The heuristic says that $e^*$ be a convex combination of $I$ and $J$ (the $n \times n$ identity and ones matrix), normalized such that $\sum_{ij} e_{ij} = 1$ . In other words,

e^*(t) = \frac{t I + (1-t) J}{tn + (1-t)n^2}

with $t \in [0,1]$ , $n$ the number of discrete classes and $I$ is the $n \times n$ identity matrix and $J$ the $n \times n$ all‑ones matrix. This heuristic linearly interpolates the solutions for two limiting cases:

$r=0 \Longrightarrow e^*=J/n^2$ : edges spread uniformly over all group pairs (no assortativity)
$r=1 \Longrightarrow e^*=I/n$ : all edges strictly within groups (perfect assortativity)

Now we can plug this in $r(e)$ and solve for $r$ . This yields

t = \frac{nr}{1+nr-r}

such that

\boxed{\quad e^*(r) \;=\; r\,\frac{I}{n} \;+\; (1 - r)\,\frac{J}{n^2} \quad}

which is indeed the simplest possible form one would expect, and which agrees with the numerical solution obtained with JuMP shown above (and does so for any value of $(n, r^*)$ I could test numerically).
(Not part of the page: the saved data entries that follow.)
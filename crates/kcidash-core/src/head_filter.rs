//! Binds rows to a selected tree and drops rows that are not on its head.

use crate::model::JoinedRow;
use crate::normalize::tree_identity;
use crate::trees::Tree;

/// The selected tree whose identity matches the row's checkout.
pub fn current_tree<'t>(row: &JoinedRow, trees: &'t [Tree]) -> Option<&'t Tree> {
    let identity = tree_identity(row);
    trees.iter().find(|t| t.matches(&identity))
}

pub fn is_in_tree_head(row: &JoinedRow, tree: &Tree) -> bool {
    row.checkout_git_commit_hash == tree.head_git_commit_hash
}

/// The tree a row is summarized under, or `None` when the row belongs to an
/// unselected tree or to a stale commit.
pub fn head_tree<'t>(row: &JoinedRow, trees: &'t [Tree]) -> Option<&'t Tree> {
    current_tree(row, trees).filter(|t| is_in_tree_head(row, t))
}
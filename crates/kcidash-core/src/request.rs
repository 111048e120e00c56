//! Request parsing and validation. Everything here runs before any data is
//! fetched.

use chrono::{DateTime, TimeZone, Utc};
use serde_json::Value;

use crate::error::{DashError, DashResult};
use crate::source::HardwareQuery;
use crate::trees::TreeSelection;

/// Body of a hardware details request.
#[derive(Debug, Clone, PartialEq)]
pub struct HardwareDetailsRequest {
    pub origin: String,
    pub start: DateTime<Utc>,
    pub end: DateTime<Utc>,
    pub selected_trees: TreeSelection,
}

impl HardwareDetailsRequest {
    /// Parses `{"origin", "startTimestampInSeconds", "endTimestampInSeconds",
    /// "selectedTrees"}`. Timestamps may be integers or integer strings.
    pub fn from_json(body: &str, default_origin: &str) -> DashResult<Self> {
        let v: Value = serde_json::from_str(body).map_err(|e| DashError::InvalidBody {
            detail: e.to_string(),
        })?;

        let origin = match v.get("origin") {
            None | Some(Value::Null) => default_origin.to_string(),
            Some(Value::String(s)) => s.clone(),
            Some(other) => {
                return Err(DashError::invalid_parameter(
                    "origin",
                    format!("expected a string, got {other}"),
                ))
            }
        };

        let start = timestamp_field(&v, "startTimestampInSeconds")?;
        let end = timestamp_field(&v, "endTimestampInSeconds")?;

        let selected_trees = match v.get("selectedTrees") {
            None | Some(Value::Null) => TreeSelection::default(),
            Some(raw) => serde_json::from_value(raw.clone()).map_err(|e| {
                DashError::invalid_parameter("selectedTrees", e.to_string())
            })?,
        };

        Ok(Self {
            origin,
            start,
            end,
            selected_trees,
        })
    }

    pub fn query(&self, hardware_id: &str) -> HardwareQuery {
        HardwareQuery {
            hardware_id: hardware_id.to_string(),
            origin: self.origin.clone(),
            start: self.start,
            end: self.end,
        }
    }
}

fn timestamp_field(v: &Value, name: &str) -> DashResult<DateTime<Utc>> {
    let invalid = |detail: String| DashError::InvalidTimestamp { detail };
    let secs = match v.get(name) {
        Some(Value::Number(n)) => n
            .as_i64()
            .or_else(|| n.as_f64().filter(|f| f.is_finite()).map(|f| f.trunc() as i64))
            .ok_or_else(|| invalid(format!("{name} out of range")))?,
        Some(Value::String(s)) => s
            .trim()
            .parse::<i64>()
            .map_err(|e| invalid(format!("{name}: {e}")))?,
        Some(other) => return Err(invalid(format!("{name}: unexpected value {other}"))),
        None => return Err(invalid(format!("{name} is required"))),
    };
    Utc.timestamp_opt(secs, 0)
        .single()
        .ok_or_else(|| invalid(format!("{name} out of range")))
}

/// Validated parameters of an issue tests lookup.
#[derive(Debug, Clone, PartialEq, Eq)]
pub struct IssueTestsRequest {
    pub issue_id: String,
    /// `None` resolves to the latest version of the issue.
    pub version: Option<i64>,
}

impl IssueTestsRequest {
    pub fn parse(issue_id: &str, version: Option<&str>) -> DashResult<Self> {
        let issue_id = issue_id.trim();
        if issue_id.is_empty() {
            return Err(DashError::invalid_parameter("issue_id", "must not be empty"));
        }
        let version = version
            .map(|raw| {
                raw.trim()
                    .parse::<i64>()
                    .map_err(|e| DashError::invalid_parameter("version", e.to_string()))
            })
            .transpose()?;
        Ok(Self {
            issue_id: issue_id.to_string(),
            version,
        })
    }
}
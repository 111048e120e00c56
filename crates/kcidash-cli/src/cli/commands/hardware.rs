use kcidash_core::{Dashboard, DashConfig, DashResult, TreeSelection};
use serde_json::{json, Value};

use crate::cli::args::HardwareArgs;
use crate::exit_codes::EXIT_SUCCESS;

pub fn run(args: HardwareArgs, cfg: &DashConfig) -> anyhow::Result<i32> {
    Ok(super::exit_code(details(&args, cfg)))
}

fn details(args: &HardwareArgs, cfg: &DashConfig) -> DashResult<i32> {
    let body = match &args.body {
        Some(raw) => raw.clone(),
        None => request_body(args).to_string(),
    };
    let dashboard = Dashboard::from_config(cfg)?;
    let details = dashboard.hardware_details_json(&args.hardware_id, &body)?;
    super::print_json(&details.to_json()?, args.pretty)?;
    Ok(EXIT_SUCCESS)
}

/// Window flags are passed through as strings so the request parser applies
/// the same timestamp validation as for a raw body.
fn request_body(args: &HardwareArgs) -> Value {
    let mut body = json!({
        "startTimestampInSeconds": args.start,
        "endTimestampInSeconds": args.end,
    });
    if let Some(origin) = &args.origin {
        body["origin"] = json!(origin);
    }
    if !args.select.is_empty() {
        body["selectedTrees"] = json!(TreeSelection::select(args.select.iter().cloned()));
    }
    body
}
The expressions for $a_i = b_i = 1/n$ are constant: the sums along rows and columns always add up to $1/n$ ; whereas the trace $\text{Tr}[e(r)] = r + (1-r)/n$ does depend on $r$ .

Is this the global solution?

The entropy difference (Jaynes 2003, 287) of $e^*(r)$ is given by

\Delta H[e^*(r)] = H_m - H[e^*(r)] = \frac{(n-1)}{n} f(1-r) + \frac{1}{n} f(1-r+nr) \geq 0

where $H_m = \log n^2$ is the maximum possible value of the entropy and $f(x) = x \log x$ . In general, the entropy difference quantifies the difficulty of generating valid candidate distributions, and therefore the strength of the applied constraints.

This last plot shows that for $r = 0$ the heuristic solution $e^*(r=0)$ is indeed optimal, since we have reached the maximum possible value of the entropy $H_m(n)$ while satisfying the constraints.

The optimal ME solution is smooth in $r$ . If we assume that it is unique, then intuition suggests that our heuristic is in fact that unique solution, since it goes smoothly into the known optimal solution as $r \rightarrow 0$ . It is probably possible to show this rigorously: please reach out if you have an idea on how to do so!

Sampling vs. growing networks with a given $r^*$

Now we have a defensible choice of $e$ given $r^*$ , we can use eg. the algorithm in (Newman 2003, sec. IIC) to sample a network that will tend to $e^*(r^*)$ and therefore to $r^*$ asymptotically.

However, it might be more desirable to use a growing method, because this has the advantage that it can be used in an on-line fashion — growing networks by adding one or more edges per timestep, as is usually done in dynamical ABM simulations.⁶ A straightforward growing method is:

Sample a pair $(i,j) \sim e^*_{ij}$

Sample a node (agent) uniformly from group $i$

Sample a node (agent) uniformly from group $j$

Connect the two sampled nodes (agents) from steps 2 and 3

Repeat for each timestep

This might be the simplest possible way to achieve this, and would be probably what one would come up with after a moment’s thought. And indeed, this algorithm is itself equivalent to a maximum entropy model known as the Poisson model (Peixoto 2020 A.1), which is a ME solution to the group-membership constraint. Therefore, we may eliminate another round of design choices when growing the interaction networks during our simulations.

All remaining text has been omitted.